_Saved entries_.
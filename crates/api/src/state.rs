use std::sync::Arc;

use crate::config::ServerConfig;

/// Shared application state available to all Axum handlers via `State<AppState>`.
///
/// Cheap to clone: the pool is reference-counted and the config sits behind `Arc`.
#[derive(Clone)]
pub struct AppState {
    /// Database connection pool.
    pub pool: superheroes_db::DbPool,
    /// Server configuration.
    pub config: Arc<ServerConfig>,
}
use superheroes_core::error::CoreError;

/// Errors from repository operations that validate input before touching
/// the database.
#[derive(Debug, thiserror::Error)]
pub enum DbError {
    #[error(transparent)]
    Core(#[from] CoreError),

    #[error("Database error: {0}")]
    Sqlx(#[from] sqlx::Error),
}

_Exercise directions_. Looking at the records above, say how many lines hold the string "from". Write nothing but the number.

_Your response_. 3